One seemingly unending breeze funnels through the trees, and there’s a city soundtrack produced by an ambulance speeding down University Avenue and cars rolling past on Interstate 235.
Jayden McGregory spent a lot of time at Good Park, one of the places where he played football as a child.
It’s one of the places that turned the Valley senior into the athlete he is: one of the top football players not only in Iowa but in the entire country.
McGregory’s athletic endeavors began early, and never stopped
McGregory was born to be an athlete.
Growing up, he spent plenty of time in the halls of a high school and competed in organized sports by the time he was 2 years old. And his first word, “ball,” was a sign of things to come.
Marissa Townsley doesn’t recall a time when her son wasn’t around sports. She was a sophomore at Des Moines North High School when she had him, and with an athlete for a mom, he tagged along to her basketball games. McGregory can still recall those memories, like when he shot a basketball at halftime of those Polar Bears contests.
That’s the sport he fell in love with first, and Townsley realized early on that athletics were going to be a large part of both of their lives.
“On Saturday mornings, he wasn’t watching cartoons,” Townsley laughed. “He was watching ESPN, and he was like 4 years old.”
She put him in a basketball league for 3- and 4-year-olds when he was 2. He skipped flag football and began playing tackle ball at 5 years old, because he just wanted to be in pads – like the professional athletes he’d started to idolize.
Townsley thought that her son would take one or two hits and be done with football, but that obviously did not happen. During his youth football days – growing up on teams sponsored by the Des Moines Parks and Recreation department – he made all-star teams for sixth and seventh graders when he was still in fourth grade.
McGregory’s life revolved around sports, which meant Townsley’s life revolved around sports.
She started to volunteer with his youth programs. While McGregory practiced or played, Townsley would help with bookkeeping or registration. The pair would wake up early to shoot hoops – on any net they could find – before school and work. Townsley turned into McGregory’s most consistent practice partner.
It wasn’t always easy for the single mother of three – McGregory and his younger siblings, Amari and Mariah – to keep up with her oldest child’s aspirations.
“At times, it really broke my heart because I’m a single mom, and so having to sometimes make those sacrifices or tell him no was hard,” Townsley said. “It was a lot of, ‘If we have the money.’ Financially, that was the hard part. Showing up was the easy part.”
But the work they put in together paid off.
McGregory gravitated toward the quarterback position, and that’s where he played during most of his youth football years and even into his first season at Des Moines North. He didn’t have an easy transition to the high school game, though.
He didn’t register any statistics in the Polar Bears’ first game of his freshman season. In game two – a win over Des Moines East – he was credited with half a tackle. And then came game three.

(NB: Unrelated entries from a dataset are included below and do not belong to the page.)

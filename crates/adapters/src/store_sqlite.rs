//! SQLite listing store implementation

use async_trait::async_trait;
use listing_guard_domain::{ListingRecord, ListingStore, StoreError};
use sqlx::{SqlitePool, sqlite::SqlitePoolOptions};
use std::path::Path;
use time::OffsetDateTime;

type ListingRow = (
    String,
    String,
    Option<String>,
    Option<String>,
    Option<f64>,
    Option<i64>,
    Option<String>,
    String,
    String,
);

const SELECT_LISTING: &str = r#"
    SELECT id, title, description, city, price, bedrooms, listing_type, tags, features
    FROM listings
"#;

/// SQLite-backed listing store
pub struct SqliteListingStore {
    pool: SqlitePool,
}

impl SqliteListingStore {
    /// Open (or create) the store at `db_path`, initializing the schema if needed
    pub async fn new(db_path: impl AsRef<Path>) -> Result<Self, StoreError> {
        let db_path = db_path.as_ref();

        // Create parent directories if needed
        if let Some(parent) = db_path.parent() {
            std::fs::create_dir_all(parent)
                .map_err(|e| StoreError::Database(format!("Failed to create directory: {}", e)))?;
        }

        let db_url = format!("sqlite:{}?mode=rwc", db_path.display());

        let pool = SqlitePoolOptions::new()
            .max_connections(5)
            .connect(&db_url)
            .await
            .map_err(|e| StoreError::Database(e.to_string()))?;

        let store = Self { pool };
        store.run_migrations().await?;

        Ok(store)
    }

    /// Create an in-memory SQLite store (for testing)
    pub async fn in_memory() -> Result<Self, StoreError> {
        let pool = SqlitePoolOptions::new()
            .max_connections(1)
            .connect("sqlite::memory:")
            .await
            .map_err(|e| StoreError::Database(e.to_string()))?;

        let store = Self { pool };
        store.run_migrations().await?;

        Ok(store)
    }

    /// Number of stored listings
    pub async fn count(&self) -> Result<i64, StoreError> {
        let count: (i64,) = sqlx::query_as("SELECT COUNT(*) FROM listings")
            .fetch_one(&self.pool)
            .await
            .map_err(|e| StoreError::Database(e.to_string()))?;
        Ok(count.0)
    }

    async fn run_migrations(&self) -> Result<(), StoreError> {
        sqlx::query(
            r#"
            CREATE TABLE IF NOT EXISTS listings (
                id TEXT PRIMARY KEY,
                title TEXT NOT NULL,
                description TEXT,
                city TEXT,
                price REAL,
                bedrooms INTEGER,
                listing_type TEXT,
                tags TEXT NOT NULL DEFAULT '[]',
                features TEXT NOT NULL DEFAULT '[]',
                updated_at TEXT NOT NULL
            )
            "#,
        )
        .execute(&self.pool)
        .await
        .map_err(|e| StoreError::Database(e.to_string()))?;

        Ok(())
    }

    fn now_str() -> Result<String, StoreError> {
        OffsetDateTime::now_utc()
            .format(&time::format_description::well_known::Rfc3339)
            .map_err(|e| StoreError::Serialization(e.to_string()))
    }
}

fn to_json(values: &[String]) -> Result<String, StoreError> {
    serde_json::to_string(values).map_err(|e| StoreError::Serialization(e.to_string()))
}

fn from_row(row: ListingRow) -> Result<ListingRecord, StoreError> {
    let (id, title, description, city, price, bedrooms, listing_type, tags, features) = row;

    let bedrooms = bedrooms
        .map(u32::try_from)
        .transpose()
        .map_err(|e| StoreError::Serialization(format!("bedrooms for {}: {}", id, e)))?;
    let tags: Vec<String> = serde_json::from_str(&tags)
        .map_err(|e| StoreError::Serialization(format!("tags for {}: {}", id, e)))?;
    let features: Vec<String> = serde_json::from_str(&features)
        .map_err(|e| StoreError::Serialization(format!("features for {}: {}", id, e)))?;

    Ok(ListingRecord {
        id,
        title,
        description,
        city,
        price,
        bedrooms,
        listing_type,
        tags,
        features,
    })
}

#[async_trait]
impl ListingStore for SqliteListingStore {
    async fn fetch_page(
        &self,
        after_id: Option<&str>,
        limit: usize,
    ) -> Result<Vec<ListingRecord>, StoreError> {
        let limit = i64::try_from(limit).unwrap_or(i64::MAX);
        let rows: Vec<ListingRow> = match after_id {
            Some(after) => {
                let sql = format!("{} WHERE id > ? ORDER BY id LIMIT ?", SELECT_LISTING);
                sqlx::query_as::<_, ListingRow>(&sql)
                    .bind(after)
                    .bind(limit)
                    .fetch_all(&self.pool)
                    .await
            }
            None => {
                let sql = format!("{} ORDER BY id LIMIT ?", SELECT_LISTING);
                sqlx::query_as::<_, ListingRow>(&sql)
                    .bind(limit)
                    .fetch_all(&self.pool)
                    .await
            }
        }
        .map_err(|e| StoreError::Database(e.to_string()))?;

        rows.into_iter().map(from_row).collect()
    }

    async fn get(&self, id: &str) -> Result<Option<ListingRecord>, StoreError> {
        let sql = format!("{} WHERE id = ?", SELECT_LISTING);
        let row: Option<ListingRow> = sqlx::query_as(&sql)
            .bind(id)
            .fetch_optional(&self.pool)
            .await
            .map_err(|e| StoreError::Database(e.to_string()))?;

        row.map(from_row).transpose()
    }

    async fn upsert(&self, record: &ListingRecord) -> Result<(), StoreError> {
        sqlx::query(
            r#"
            INSERT INTO listings
            (id, title, description, city, price, bedrooms, listing_type, tags, features, updated_at)
            VALUES (?, ?, ?, ?, ?, ?, ?, ?, ?, ?)
            ON CONFLICT(id) DO UPDATE SET
                title = excluded.title,
                description = excluded.description,
                city = excluded.city,
                price = excluded.price,
                bedrooms = excluded.bedrooms,
                listing_type = excluded.listing_type,
                tags = excluded.tags,
                features = excluded.features,
                updated_at = excluded.updated_at
            "#,
        )
        .bind(&record.id)
        .bind(&record.title)
        .bind(&record.description)
        .bind(&record.city)
        .bind(record.price)
        .bind(record.bedrooms.map(i64::from))
        .bind(&record.listing_type)
        .bind(to_json(&record.tags)?)
        .bind(to_json(&record.features)?)
        .bind(Self::now_str()?)
        .execute(&self.pool)
        .await
        .map_err(|e| StoreError::Database(e.to_string()))?;

        Ok(())
    }

    async fn update_tags(&self, id: &str, tags: &[String]) -> Result<(), StoreError> {
        let result = sqlx::query("UPDATE listings SET tags = ?, updated_at = ? WHERE id = ?")
            .bind(to_json(tags)?)
            .bind(Self::now_str()?)
            .bind(id)
            .execute(&self.pool)
            .await
            .map_err(|e| StoreError::Database(e.to_string()))?;

        if result.rows_affected() == 0 {
            return Err(StoreError::NotFound(id.to_string()));
        }

        Ok(())
    }
}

The freshman receiver caught two passes totaling 32 yards from senior quarterback Nick Crispin. But then, Crispin got hurt in the middle of that game, and then-head coach Eric Addy put McGregory in at quarterback. He completed three of three passes and threw one touchdown pass, but the Polar Bears lost.
That’s when the real work began.
“That Saturday, I had to learn the whole playbook from the quarterback’s standpoint,” McGregory said. “It was a roller coaster, for sure, in my freshman year. But it was a good learning lesson.”
Before the start of his sophomore year, McGregory transferred from North to Valley.
The decision to leave the community that had essentially raised him didn’t come easy. But McGregory and Townsley both knew that getting recruited out of the Des Moines Public School programs was an uphill battle, and they understood that consistently playing against a higher level of competition would only aid his development.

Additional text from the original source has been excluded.